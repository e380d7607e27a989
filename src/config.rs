//! Grid and fleet configuration.

use alloc::string::{String, ToString};
use alloc::vec::Vec;
use core::fmt;
use core::str::FromStr;

use crate::common::ConfigError;
use crate::mask::GridMask;
use crate::packing;
use crate::ship::ShipId;

/// Side length of the standard square board.
pub const GRID_SIZE: usize = 8;

/// Largest fleet supported; keeps ship ids in a single decimal digit.
pub const MAX_SHIPS: usize = 9;

/// Standard fleet: `(name, length)`, in placement order.
pub const DEFAULT_SHIPS: [(&str, usize); 3] = [("B-Ship", 4), ("Cruiser", 3), ("D-stroy", 2)];

/// Name and length of one ship in the fleet.
#[derive(Debug, Clone, PartialEq, Eq)]
pub struct ShipSpec {
    name: String,
    length: usize,
}

impl ShipSpec {
    pub fn new(name: impl Into<String>, length: usize) -> Self {
        Self {
            name: name.into(),
            length,
        }
    }

    pub fn name(&self) -> &str {
        &self.name
    }

    pub fn length(&self) -> usize {
        self.length
    }
}

impl fmt::Display for ShipSpec {
    fn fmt(&self, f: &mut fmt::Formatter<'_>) -> fmt::Result {
        write!(f, "{}:{}", self.name, self.length)
    }
}

/// Parses `NAME:LENGTH`, e.g. `Cruiser:3`.
impl FromStr for ShipSpec {
    type Err = String;

    fn from_str(s: &str) -> Result<Self, Self::Err> {
        let (name, len) = s
            .rsplit_once(':')
            .ok_or_else(|| "expected NAME:LENGTH".to_string())?;
        let name = name.trim();
        if name.is_empty() {
            return Err("ship name is empty".to_string());
        }
        let length = len
            .trim()
            .parse::<usize>()
            .map_err(|_| alloc::format!("invalid ship length '{}'", len.trim()))?;
        Ok(ShipSpec::new(name, length))
    }
}

/// Ordered fleet; ship `i` (zero-based) carries id `i + 1`.
#[derive(Debug, Clone, PartialEq, Eq)]
pub struct FleetConfig {
    ships: Vec<ShipSpec>,
}

impl Default for FleetConfig {
    fn default() -> Self {
        Self::new(
            DEFAULT_SHIPS
                .iter()
                .map(|&(name, length)| ShipSpec::new(name, length))
                .collect(),
        )
    }
}

impl FleetConfig {
    pub fn new(ships: Vec<ShipSpec>) -> Self {
        Self { ships }
    }

    pub fn ships(&self) -> &[ShipSpec] {
        &self.ships
    }

    pub fn len(&self) -> usize {
        self.ships.len()
    }

    pub fn is_empty(&self) -> bool {
        self.ships.is_empty()
    }

    pub fn get(&self, id: ShipId) -> Option<&ShipSpec> {
        self.ships.get(id.index())
    }

    /// Ships paired with their ids, in placement order.
    pub fn iter(&self) -> impl Iterator<Item = (ShipId, &ShipSpec)> {
        self.ships
            .iter()
            .enumerate()
            .map(|(i, spec)| (ShipId::from_index(i), spec))
    }

    /// Total cells covered by the fleet.
    pub fn total_cells(&self) -> usize {
        self.ships.iter().map(ShipSpec::length).sum()
    }

    /// Check that this fleet can be played on an `N×N` grid.
    pub fn validate<const N: usize>(&self) -> Result<(), ConfigError> {
        GridMask::<N>::try_new().map_err(ConfigError::GridTooLarge)?;
        if self.ships.is_empty() {
            return Err(ConfigError::EmptyFleet);
        }
        if self.ships.len() > MAX_SHIPS {
            return Err(ConfigError::TooManyShips {
                count: self.ships.len(),
                max: MAX_SHIPS,
            });
        }
        for (id, spec) in self.iter() {
            if spec.name.trim().is_empty() {
                return Err(ConfigError::MissingName { id });
            }
            if spec.length == 0 || spec.length > N {
                return Err(ConfigError::InvalidLength {
                    id,
                    length: spec.length,
                    grid: N,
                });
            }
        }
        let cells = self.total_cells();
        if cells > N * N {
            return Err(ConfigError::FleetTooLarge {
                cells,
                capacity: N * N,
            });
        }

        packing::check::<N>(self)
    }
}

■ ■ ■

INSTRUCTIONS FOR THE TASK -> All lines of the data are to be repeated exactly as they stand.

TASK OUTPUT ->
repository e380d7607e27a989
filename src/config.rs
//! Grid and fleet configuration.

use alloc::string::{String, ToString};
use alloc::vec::Vec;
use core::fmt;
use core::str::FromStr;

use crate::common::ConfigError;
use crate::mask::GridMask;
use crate::packing;
use crate::ship::ShipId;

/// Side length of the standard square board.
pub const GRID_SIZE: usize = 8;

/// Largest fleet supported; keeps ship ids in a single decimal digit.
pub const MAX_SHIPS: usize = 9;

/// Standard fleet: `(name, length)`, in placement order.
pub const DEFAULT_SHIPS: [(&str, usize); 3] = [("B-Ship", 4), ("Cruiser", 3), ("D-stroy", 2)];

/// Name and length of one ship in the fleet.
#[derive(Debug, Clone, PartialEq, Eq)]
pub struct ShipSpec {
    name: String,
    length: usize,
}

impl ShipSpec {
    pub fn new(name: impl Into<String>, length: usize) -> Self {
        Self {
            name: name.into(),
            length,
        }
    }

    pub fn name(&self) -> &str {
        &self.name
    }

    pub fn length(&self) -> usize {
        self.length
    }
}

impl fmt::Display for ShipSpec {
    fn fmt(&self, f: &mut fmt::Formatter<'_>) -> fmt::Result {
        write!(f, "{}:{}", self.name, self.length)
    }
}

/// Parses `NAME:LENGTH`, e.g. `Cruiser:3`.
impl FromStr for ShipSpec {
    type Err = String;

    fn from_str(s: &str) -> Result<Self, Self::Err> {
        let (name, len) = s
            .rsplit_once(':')
            .ok_or_else(|| "expected NAME:LENGTH".to_string())?;
        let name = name.trim();
        if name.is_empty() {
            return Err("ship name is empty".to_string());
        }
        let length = len
            .trim()
            .parse::<usize>()
            .map_err(|_| alloc::format!("invalid ship length '{}'", len.trim()))?;
        Ok(ShipSpec::new(name, length))
    }
}

/// Ordered fleet; ship `i` (zero-based) carries id `i + 1`.
#[derive(Debug, Clone, PartialEq, Eq)]
pub struct FleetConfig {
    ships: Vec<ShipSpec>,
}

impl Default for FleetConfig {
    fn default() -> Self {
        Self::new(
            DEFAULT_SHIPS
                .iter()
                .map(|&(name, length)| ShipSpec::new(name, length))
                .collect(),
        )
    }
}

impl FleetConfig {
    pub fn new(ships: Vec<ShipSpec>) -> Self {
        Self { ships }
    }

    pub fn ships(&self) -> &[ShipSpec] {
        &self.ships
    }

    pub fn len(&self) -> usize {
        self.ships.len()
    }

    pub fn is_empty(&self) -> bool {
        self.ships.is_empty()
    }

    pub fn get(&self, id: ShipId) -> Option<&ShipSpec> {
        self.ships.get(id.index())
    }

    /// Ships paired with their ids, in placement order.
    pub fn iter(&self) -> impl Iterator<Item = (ShipId, &ShipSpec)> {
        self.ships
            .iter()
            .enumerate()
            .map(|(i, spec)| (ShipId::from_index(i), spec))
    }

    /// Total cells covered by the fleet.
    pub fn total_cells(&self) -> usize {
        self.ships.iter().map(ShipSpec::length).sum()
    }

    /// Check that this fleet can be played on an `N×N` grid.
    pub fn validate<const N: usize>(&self) -> Result<(), ConfigError> {
        GridMask::<N>::try_new().map_err(ConfigError::GridTooLarge)?;
        if self.ships.is_empty() {
            return Err(ConfigError::EmptyFleet);
        }
        if self.ships.len() > MAX_SHIPS {
            return Err(ConfigError::TooManyShips {
                count: self.ships.len(),
                max: MAX_SHIPS,
            });
        }
        for (id, spec) in self.iter() {
            if spec.name.trim().is_empty() {
                return Err(ConfigError::MissingName { id });
            }
            if spec.length == 0 || spec.length > N {
                return Err(ConfigError::InvalidLength {
                    id,
                    length: spec.length,
                    grid: N,
                });
            }
        }
        let cells = self.total_cells();
        if cells > N * N {
            return Err(ConfigError::FleetTooLarge {
                cells,
                capacity: N * N,
            });
        }

        packing::check::<N>(self)
    }
}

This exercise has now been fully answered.